↓↓↓

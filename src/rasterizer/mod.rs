//! Software triangle rasterizer
//!
//! Features:
//! - RGBA8888 framebuffer with clipped pixel writes
//! - Edge-function coverage at pixel centers, either winding
//! - Flat and Gouraud (barycentric) fills

mod error;
mod framebuffer;
mod math;
mod matrix;
mod types;
mod render;

pub use error::*;
pub use framebuffer::*;
pub use math::*;
pub use matrix::*;
pub use types::*;
pub use render::*;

↑↑↑

Instructions for the task:
Your answer should be the lines of the records that include the word "rasterizer".

Completed task:
filename src/rasterizer/mod.rs
//! Software triangle rasterizer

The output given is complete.